DAVID BODANIS
Writer; futurist; author, Passionate Minds: Emilie du Châtelet, Voltaire, and the Great Love Affair of the Enlightenment
I’m worried that our technology is helping to bring the long postwar consensus against fascism to an end. Greece was once the cradle of democracy, yet on live television there recently, a leader of the Golden Dawn fascist movement started beating a female MP who disagreed with his views—smashing her on one side of the head, then the other—and his poll ratings went up, not down.
The problem is that our latest technology works best with no one in control. Silicon Valley trumps anything that more regulated economies can produce. But when the results are applied in banking, or management, the consequence for those in the middle and bottom of society often is chaos: jobs coming and going, seemingly at random.
Because of what fascism led to in the past, it’s easy to forget how attractive it can be for most citizens in troubled times. With a good enemy to hate, atomized individuals get a warm sense of unity. And although some gentle souls like to imagine, frowningly, that only an ill-educated minority will ever enjoy physical violence, that’s not at all the case. Schoolchildren almost everywhere enjoy seeing a weaker child being tormented. Fears about our own weakness disappear when an enemy is mocked and punished—a reflex that radio shock jocks across America skillfully manipulate.

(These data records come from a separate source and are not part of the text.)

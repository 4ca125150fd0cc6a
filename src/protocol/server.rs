//! # Answering Role
//!
//! A [`ServerSession`] guards every command behind a challenge. A client first receives an
//! `S2C_CHALLENGE`, then repeats its command carrying that value. The challenge is replaced
//! when the session has been idle for `challenge_update_ttl` or the challenge is older than
//! `challenge_creation_ttl`.
//!
//! Replies are produced by a [`CommandHandler`], shared by every session of a server.

use std::fmt;
use std::sync::Arc;
use std::time::{Duration, Instant};

use rand::Rng;
use tracing::{debug, instrument};

use crate::core::message::{A2sInfo, Message, CHALLENGE_REQUEST, DEFAULT_INFO_PAYLOAD};
use crate::core::packet::{Packet, DEFAULT_FRAGMENT_SIZE};
use crate::core::registry::MessageRegistry;
use crate::error::{ProtocolError, Result};
use crate::protocol::frame::Frame;
use crate::protocol::session::{Reassembly, SessionState, DEFAULT_REASSEMBLY_DEADLINE};

/// Produces the reply frames of a server
pub trait CommandHandler: Send + Sync {
    /// Reply to an `A2S_INFO` whose payload has already been checked
    fn info(&self, request: &A2sInfo) -> Result<Frame>;

    fn rules(&self) -> Result<Frame>;

    fn players(&self) -> Result<Frame>;

    /// Reply to any other command; `None` rejects it as unsupported
    fn custom(&self, _request: &Message) -> Option<Result<Frame>> {
        None
    }
}

/// Server session tuning
#[derive(Debug, Clone, PartialEq, Eq)]
pub struct ServerSettings {
    /// Idle time after which the next command gets a fresh challenge
    pub challenge_update_ttl: Duration,
    /// Maximum challenge age
    pub challenge_creation_ttl: Duration,
    pub check_info_payload: bool,
    pub expected_info_payload: String,
    pub reassembly_deadline: Duration,
    pub max_fragment_size: usize,
}

impl Default for ServerSettings {
    fn default() -> Self {
        Self {
            challenge_update_ttl: Duration::from_secs(30),
            challenge_creation_ttl: Duration::from_secs(300),
            check_info_payload: true,
            expected_info_payload: DEFAULT_INFO_PAYLOAD.to_string(),
            reassembly_deadline: DEFAULT_REASSEMBLY_DEADLINE,
            max_fragment_size: DEFAULT_FRAGMENT_SIZE,
        }
    }
}

/// Answering side of one remote endpoint
pub struct ServerSession {
    settings: Arc<ServerSettings>,
    handler: Arc<dyn CommandHandler>,
    reassembly: Reassembly,
    challenge: Option<i32>,
    challenge_created: Instant,
    last_updated: Instant,
}

impl fmt::Debug for ServerSession {
    fn fmt(&self, f: &mut fmt::Formatter<'_>) -> fmt::Result {
        f.debug_struct("ServerSession")
            .field("challenge", &self.challenge)
            .field("pending", &self.reassembly.has_pending())
            .field("last_updated", &self.last_updated)
            .finish()
    }
}

impl ServerSession {
    pub fn new(
        settings: Arc<ServerSettings>,
        handler: Arc<dyn CommandHandler>,
        registry: Arc<MessageRegistry>,
    ) -> Self {
        let now = Instant::now();
        let reassembly = Reassembly::new(registry, settings.reassembly_deadline);
        Self {
            settings,
            handler,
            reassembly,
            challenge: None,
            challenge_created: now,
            last_updated: now,
        }
    }

    /// Current challenge, if one was issued
    pub fn challenge(&self) -> Option<i32> {
        self.challenge
    }

    pub fn settings(&self) -> &ServerSettings {
        &self.settings
    }

    /// Pretend the session has been idle past its update TTL
    pub fn force_expire_activity(&mut self) {
        let idle = self.settings.challenge_update_ttl + Duration::from_secs(1);
        match Instant::now().checked_sub(idle) {
            Some(past) => self.last_updated = past,
            None => self.challenge = None,
        }
    }

    /// Pretend the challenge is older than its creation TTL
    pub fn force_expire_challenge(&mut self) {
        let age = self.settings.challenge_creation_ttl + Duration::from_secs(1);
        match Instant::now().checked_sub(age) {
            Some(past) => self.challenge_created = past,
            None => self.challenge = None,
        }
    }

    fn challenge_expired(&self) -> bool {
        self.challenge.is_none()
            || self.last_updated.elapsed() > self.settings.challenge_update_ttl
            || self.challenge_created.elapsed() > self.settings.challenge_creation_ttl
    }

    fn issue_challenge(&mut self) -> Result<Frame> {
        let challenge = draw_challenge(&mut rand::rng(), self.challenge);
        self.challenge = Some(challenge);
        self.challenge_created = Instant::now();
        debug!(challenge, "Issued challenge");
        Frame::from_message(
            Message::challenge_reply(challenge),
            self.settings.max_fragment_size,
        )
    }

    /// Decide the reply to one complete message
    #[instrument(level = "debug", skip_all, fields(kind = message.kind_name()))]
    pub fn on_message(&mut self, message: Message) -> Result<Frame> {
        if self.challenge_expired() {
            return self.issue_challenge();
        }
        if !message.is_command() {
            return Err(ProtocolError::UnsupportedMessage(message.header()));
        }

        match message.challenge() {
            Some(value) if Some(value) == self.challenge => self.process(&message),
            None | Some(CHALLENGE_REQUEST) => self.issue_challenge(),
            Some(_) => Err(ProtocolError::WrongChallenge),
        }
    }

    fn process(&self, message: &Message) -> Result<Frame> {
        match message {
            Message::A2sInfo(request) => {
                if self.settings.check_info_payload
                    && request.payload != self.settings.expected_info_payload
                {
                    return Err(ProtocolError::WrongA2SInfoPayload(request.payload.clone()));
                }
                self.handler.info(request)
            }
            Message::A2sRules(_) => self.handler.rules(),
            Message::A2sPlayer(_) => self.handler.players(),
            other => self
                .handler
                .custom(other)
                .unwrap_or(Err(ProtocolError::UnsupportedMessage(other.header()))),
        }
    }
}

/// Random challenge that is neither the request marker nor the value being replaced
fn draw_challenge<R: Rng>(rng: &mut R, previous: Option<i32>) -> i32 {
    loop {
        let candidate: i32 = rng.random();
        if candidate != CHALLENGE_REQUEST && Some(candidate) != previous {
            return candidate;
        }
    }
}

impl SessionState for ServerSession {
    fn consume_packet(&mut self, packet: Packet) -> Result<Option<Frame>> {
        let Some(message) = self.reassembly.consume(packet)? else {
            return Ok(None);
        };
        let reply = self.on_message(message)?;
        self.last_updated = Instant::now();
        Ok(Some(reply))
    }

    fn last_updated(&self) -> Instant {
        self.last_updated
    }
}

This cry of the dispossessed—this desire for restoring order, this noble punishment of those who “dare” to undermine us—will get a particular boost from medical technology. Medicine is getting better, but it’s also getting more expensive. Extrapolate those trends.
There’s every reason to think that modifications of Botox will be longer-lasting and avoid unmovable foreheads—but what if they cost $4,000 a shot? The differences in physique noticeable even now between the wealthy and the poor at many shopping malls will only be exacerbated.
Gene therapy is likely to take that further, quite plausibly slowing aging by decades—but what if that costs several hundred thousand dollars? Many people in our cities’ wealthiest neighborhoods would start using it. It’s not hard to imagine popular leaders, with no memory of World War II, inspiring those outside the select high-income domains, those who are mocked beyond endurance by the existence of these near-immortals in their midst, to pursue this all-too-human response to injustice.
But it’s a response that will halt technological innovation in its tracks, at precisely the time when we need it most.